Calories (per serving): 458 Protein: 29 g Total Carbs: 33 g (23 g net) Fiber: 10 g Fat: 25 g
What is needed (Makes 4 servings):
- 1 small butternut squash
- 1 large eggplant
- 4-6 tbsp of extra virgin olive oil
- 1.5 cups yellow onion
- 4 large cloves of garlic, minced
- 1.5 tsp coarse kosher salt
- 2 tsp turmeric
- 1 tsp cumin
- 1 tsp coriander
- 1 tsp black pepper
- 1 can stewed tomatoes (go for no sugar added)
- 1 can chick peas, drained
- 1 cup water
- 3 tsp fresh lemon juice
- 6 boneless, skinless chicken thighs
- 1/2 cup fresh chopped parsley
- 1/2 cup toasted almond slivers
- Preheat oven to 400oF.
- Peel and halve squash, scoop out seeds, and cut into 1-inch chunks.

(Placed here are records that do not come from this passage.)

//! Stencil compiles statically typed templates into reusable render routines.
//!
//! A template is a tree of [`Statement`]s bound to a model type. Expressions
//! inside it read members the model describes through its [`Model::shape`].
//! Templates may extend one another and fill each other's named overrides;
//! [`compose`] merges such chains into one tree, and the [`Compiler`] lowers
//! that tree into a [`RenderRoutine`] that renders any number of models,
//! from any number of threads.
//!
//! Most applications go through the [`Engine`], which keeps named templates
//! and caches their compiled routines.

mod ast;
mod compiler;
mod compose;
mod engine;
mod error;
mod expr;
mod interface;
mod reflect;
mod routine;
mod scope;

// Public exports.
pub use ast::{Overrides, Statement, TemplateRoot};
pub use compiler::{Compiler, compile};
pub use compose::{Slot, compose, compose_with, open_slots};
pub use engine::Engine;
pub use error::{RenderError, RenderResult, StencilError, StencilResult};
pub use expr::{Access, Expr, Expression, Scope};
pub use interface::{Options, TemplateSource, UnusedOverrides};
pub use reflect::{Member, MemberKind, Model, ModelTy, Reflect, Sequence, Shape, ShapeBuilder, Ty, Value};
pub use routine::RenderRoutine;
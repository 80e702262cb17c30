//! Static type descriptors and the accessor tables templates read models
//! through.
//!
//! A model type describes its members once in [`Model::shape`]. Getters are
//! type-erased and hand their value to a continuation, so a property may
//! return an owned value without it escaping the call.

use std::any::{Any, TypeId};
use std::borrow::Cow;
use std::marker::PhantomData;
use std::sync::Arc;

use crate::error::{RenderError, RenderResult};

/// Identity of a model type: compared by `TypeId`, named for diagnostics.
#[derive(Debug, Clone, Copy)]
pub struct ModelTy {
    id: TypeId,
    name: &'static str,
}

impl ModelTy {
    pub fn of<M: ?Sized + 'static>() -> Self {
        Self {
            id: TypeId::of::<M>(),
            name: std::any::type_name::<M>(),
        }
    }

    pub const fn id(&self) -> TypeId {
        self.id
    }

    pub const fn name(&self) -> &'static str {
        self.name
    }
}

impl PartialEq for ModelTy {
    fn eq(&self, other: &Self) -> bool {
        self.id == other.id
    }
}

impl Eq for ModelTy {}

impl std::hash::Hash for ModelTy {
    fn hash<H: std::hash::Hasher>(&self, state: &mut H) {
        self.id.hash(state);
    }
}

impl std::fmt::Display for ModelTy {
    fn fmt(&self, f: &mut std::fmt::Formatter<'_>) -> std::fmt::Result {
        f.write_str(self.name)
    }
}

/// The static type of a value an expression can produce.
#[derive(Debug, Clone, PartialEq, Eq, Hash)]
pub enum Ty {
    Str,
    Bool,
    I8,
    I16,
    I32,
    I64,
    U8,
    U16,
    U32,
    U64,
    F32,
    F64,
    Model(ModelTy),
    Collection(Box<Ty>),
}

impl Ty {
    pub fn of<R: Reflect>() -> Self {
        R::ty()
    }

    /// Element type of a collection type.
    pub fn element(&self) -> Option<&Self> {
        match self {
            Self::Collection(element) => Some(element),
            Self::Str
            | Self::Bool
            | Self::I8
            | Self::I16
            | Self::I32
            | Self::I64
            | Self::U8
            | Self::U16
            | Self::U32
            | Self::U64
            | Self::F32
            | Self::F64
            | Self::Model(_) => None,
        }
    }
}

impl std::fmt::Display for Ty {
    fn fmt(&self, f: &mut std::fmt::Formatter<'_>) -> std::fmt::Result {
        match self {
            Self::Str => f.write_str("str"),
            Self::Bool => f.write_str("bool"),
            Self::I8 => f.write_str("i8"),
            Self::I16 => f.write_str("i16"),
            Self::I32 => f.write_str("i32"),
            Self::I64 => f.write_str("i64"),
            Self::U8 => f.write_str("u8"),
            Self::U16 => f.write_str("u16"),
            Self::U32 => f.write_str("u32"),
            Self::U64 => f.write_str("u64"),
            Self::F32 => f.write_str("f32"),
            Self::F64 => f.write_str("f64"),
            Self::Model(model) => write!(f, "{}", model),
            Self::Collection(element) => write!(f, "[{}]", element),
        }
    }
}

/// A value read off a model, borrowed for as long as the model is.
#[derive(Clone, Copy)]
pub enum Value<'a> {
    Null,
    Str(&'a str),
    Bool(bool),
    I8(i8),
    I16(i16),
    I32(i32),
    I64(i64),
    U8(u8),
    U16(u16),
    U32(u32),
    U64(u64),
    F32(f32),
    F64(f64),
    Model(&'a dyn Any),
    Collection(&'a dyn Sequence),
}

impl Value<'_> {
    pub const fn is_null(&self) -> bool {
        matches!(self, Self::Null)
    }
}

impl std::fmt::Debug for Value<'_> {
    fn fmt(&self, f: &mut std::fmt::Formatter<'_>) -> std::fmt::Result {
        match self {
            Self::Null => f.write_str("Null"),
            Self::Str(value) => f.debug_tuple("Str").field(value).finish(),
            Self::Bool(value) => f.debug_tuple("Bool").field(value).finish(),
            Self::I8(value) => f.debug_tuple("I8").field(value).finish(),
            Self::I16(value) => f.debug_tuple("I16").field(value).finish(),
            Self::I32(value) => f.debug_tuple("I32").field(value).finish(),
            Self::I64(value) => f.debug_tuple("I64").field(value).finish(),
            Self::U8(value) => f.debug_tuple("U8").field(value).finish(),
            Self::U16(value) => f.debug_tuple("U16").field(value).finish(),
            Self::U32(value) => f.debug_tuple("U32").field(value).finish(),
            Self::U64(value) => f.debug_tuple("U64").field(value).finish(),
            Self::F32(value) => f.debug_tuple("F32").field(value).finish(),
            Self::F64(value) => f.debug_tuple("F64").field(value).finish(),
            Self::Model(_) => f.write_str("Model(..)"),
            Self::Collection(items) => f.debug_tuple("Collection").field(&items.len()).finish(),
        }
    }
}

/// A type that can appear as a member of a model, or be a model itself.
pub trait Reflect: 'static {
    fn ty() -> Ty
    where
        Self: Sized;

    fn reflect(&self) -> Value<'_>;
}

/// A homogeneous collection the compiled code can count and walk.
pub trait Sequence {
    fn len(&self) -> usize;

    fn is_empty(&self) -> bool {
        self.len() == 0
    }

    /// Visits every item in order, stopping at the first error.
    fn for_each_item(
        &self,
        visit: &mut dyn FnMut(Value<'_>) -> RenderResult<()>,
    ) -> RenderResult<()>;
}

impl<T: Reflect> Sequence for Vec<T> {
    fn len(&self) -> usize {
        self.as_slice().len()
    }

    fn for_each_item(
        &self,
        visit: &mut dyn FnMut(Value<'_>) -> RenderResult<()>,
    ) -> RenderResult<()> {
        for item in self {
            visit(item.reflect())?;
        }
        Ok(())
    }
}

/// A type templates can be compiled against.
///
/// Implementations describe their members once through a [`Shape`]:
///
/// ```
/// use stencil::{Model, Shape};
///
/// struct User {
///     name: String,
///     age: u32,
/// }
///
/// impl User {
///     fn greeting(&self) -> String {
///         format!("Hi {}", self.name)
///     }
/// }
///
/// impl Model for User {
///     fn shape() -> Shape {
///         Shape::of::<Self>()
///             .field("name", |user| &user.name)
///             .property("age", |user| user.age)
///             .function("greeting", Self::greeting)
///             .build()
///     }
/// }
/// ```
pub trait Model: Sized + 'static {
    fn shape() -> Shape;
}

impl<M: Model> Reflect for M {
    fn ty() -> Ty {
        Ty::Model(ModelTy::of::<M>())
    }

    fn reflect(&self) -> Value<'_> {
        Value::Model(self)
    }
}

impl Model for () {
    fn shape() -> Shape {
        Shape::of::<Self>().build()
    }
}

impl Reflect for String {
    fn ty() -> Ty {
        Ty::Str
    }

    fn reflect(&self) -> Value<'_> {
        Value::Str(self)
    }
}

impl Reflect for &'static str {
    fn ty() -> Ty {
        Ty::Str
    }

    fn reflect(&self) -> Value<'_> {
        Value::Str(self)
    }
}

impl Reflect for Cow<'static, str> {
    fn ty() -> Ty {
        Ty::Str
    }

    fn reflect(&self) -> Value<'_> {
        Value::Str(self)
    }
}

macro_rules! reflect_primitive {
    ($($ty:ty => $variant:ident),* $(,)?) => {
        $(
            impl Reflect for $ty {
                fn ty() -> Ty {
                    Ty::$variant
                }

                fn reflect(&self) -> Value<'_> {
                    Value::$variant(*self)
                }
            }
        )*
    };
}

reflect_primitive! {
    bool => Bool,
    i8 => I8,
    i16 => I16,
    i32 => I32,
    i64 => I64,
    u8 => U8,
    u16 => U16,
    u32 => U32,
    u64 => U64,
    f32 => F32,
    f64 => F64,
}

impl<T: Reflect> Reflect for Option<T> {
    fn ty() -> Ty {
        T::ty()
    }

    fn reflect(&self) -> Value<'_> {
        self.as_ref().map_or(Value::Null, Reflect::reflect)
    }
}

impl<T: Reflect> Reflect for Vec<T> {
    fn ty() -> Ty {
        Ty::Collection(Box::new(T::ty()))
    }

    fn reflect(&self) -> Value<'_> {
        Value::Collection(self)
    }
}

#[cfg_attr(feature = "serde", derive(serde::Serialize, serde::Deserialize))]
#[derive(Debug, Copy, Clone, PartialEq, Eq, PartialOrd, Ord, Hash)]
pub enum MemberKind {
    /// A computed read-only accessor.
    Property,
    /// A stored data member, read by reference.
    Field,
    /// A method taking no arguments.
    Function,
}

impl std::fmt::Display for MemberKind {
    fn fmt(&self, f: &mut std::fmt::Formatter<'_>) -> std::fmt::Result {
        match self {
            Self::Property => f.write_str("property"),
            Self::Field => f.write_str("field"),
            Self::Function => f.write_str("function"),
        }
    }
}

/// Type-erased member read. The value is handed to the continuation so a
/// getter may return an owned temporary without it escaping the call.
pub(crate) type Getter = Arc<
    dyn Fn(&dyn Any, &mut dyn FnMut(Value<'_>) -> RenderResult<()>) -> RenderResult<()>
        + Send
        + Sync,
>;

fn getter<F>(read: F) -> Getter
where
    F: Fn(&dyn Any, &mut dyn FnMut(Value<'_>) -> RenderResult<()>) -> RenderResult<()>
        + Send
        + Sync
        + 'static,
{
    Arc::new(read)
}

fn downcast<M: Model>(model: &dyn Any) -> RenderResult<&M> {
    model
        .downcast_ref::<M>()
        .ok_or_else(|| RenderError::UnexpectedValue {
            expression: "this".to_string(),
            expected: std::any::type_name::<M>().to_string(),
        })
}

#[derive(Clone)]
pub struct Member {
    name: &'static str,
    kind: MemberKind,
    ty: Ty,
    pub(crate) getter: Getter,
}

impl Member {
    pub const fn name(&self) -> &'static str {
        self.name
    }

    pub const fn kind(&self) -> MemberKind {
        self.kind
    }

    pub const fn ty(&self) -> &Ty {
        &self.ty
    }
}

impl PartialEq for Member {
    fn eq(&self, other: &Self) -> bool {
        self.name == other.name && self.kind == other.kind && self.ty == other.ty
    }
}

impl std::fmt::Debug for Member {
    fn fmt(&self, f: &mut std::fmt::Formatter<'_>) -> std::fmt::Result {
        f.debug_struct("Member")
            .field("name", &self.name)
            .field("kind", &self.kind)
            .field("ty", &self.ty)
            .finish_non_exhaustive()
    }
}

/// The accessor table of one model type.
#[derive(Debug, Clone)]
pub struct Shape {
    model: ModelTy,
    members: Vec<Member>,
}

impl Shape {
    pub fn of<M: Model>() -> ShapeBuilder<M> {
        ShapeBuilder {
            shape: Self {
                model: ModelTy::of::<M>(),
                members: Vec::new(),
            },
            _model: PhantomData,
        }
    }

    pub const fn model(&self) -> ModelTy {
        self.model
    }

    /// Looks a member up by its exact, case-sensitive name.
    pub fn member(&self, name: &str) -> Option<&Member> {
        self.members.iter().find(|member| member.name == name)
    }

    pub fn members(&self) -> impl Iterator<Item = &Member> {
        self.members.iter()
    }
}

pub struct ShapeBuilder<M> {
    shape: Shape,
    _model: PhantomData<fn(&M)>,
}

impl<M: Model> ShapeBuilder<M> {
    pub fn property<R, F>(self, name: &'static str, read: F) -> Self
    where
        R: Reflect,
        F: Fn(&M) -> R + Send + Sync + 'static,
    {
        self.owned(name, MemberKind::Property, read)
    }

    pub fn function<R, F>(self, name: &'static str, call: F) -> Self
    where
        R: Reflect,
        F: Fn(&M) -> R + Send + Sync + 'static,
    {
        self.owned(name, MemberKind::Function, call)
    }

    pub fn field<R, F>(mut self, name: &'static str, read: F) -> Self
    where
        R: Reflect,
        F: Fn(&M) -> &R + Send + Sync + 'static,
    {
        let getter = getter(move |model, visit| visit(read(downcast::<M>(model)?).reflect()));
        self.shape.members.push(Member {
            name,
            kind: MemberKind::Field,
            ty: R::ty(),
            getter,
        });
        self
    }

    fn owned<R, F>(mut self, name: &'static str, kind: MemberKind, read: F) -> Self
    where
        R: Reflect,
        F: Fn(&M) -> R + Send + Sync + 'static,
    {
        let getter = getter(move |model, visit| {
            let value = read(downcast::<M>(model)?);
            visit(value.reflect())
        });
        self.shape.members.push(Member {
            name,
            kind,
            ty: R::ty(),
            getter,
        });
        self
    }

    pub fn build(self) -> Shape {
        self.shape
    }
}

- Trim eggplant and cut into 1 ½-inch chunks.
- Place eggplant and squash in 13” x 9” glass baking dish. Add 4 tablespoons of olive oil, ½ teaspoon of salt, 1 teaspoon turmeric, ½ teaspoon cumin, and toss to coat. Spread eggplant and squash out in single layer and bake, approximately 30 minutes.
- Meanwhile, heat 2 tablespoons olive oil in large skillet.
- Add onions and garlic, Cook until soft, approximately 10 minutes. Add 1 teaspoon of salt, 1 teaspoon turmeric, ½ teaspoon cumin, 1 teaspoon coriander, and 1 teaspoon black pepper and cook for 1 minute. Add tomatoes, chickpeas, water and lemon juice and bring to a boil. Arrange chicken in single layer in pot. Bring to a boil. Reduce heat to medium-low, cover, and simmer approximately 15 minutes. Turn chicken over, cover, and simmer, approximately 20 minutes longer.
- Buy more toilet paper
Vegetarian variation- Omit the chicken thighs and increase amount of squash, eggplant, chickpeas, and tomatoes
Hard workout or carb loading- Try adding a cup of quinoa into the mixture when there is approximately 15 minutes of cook time left.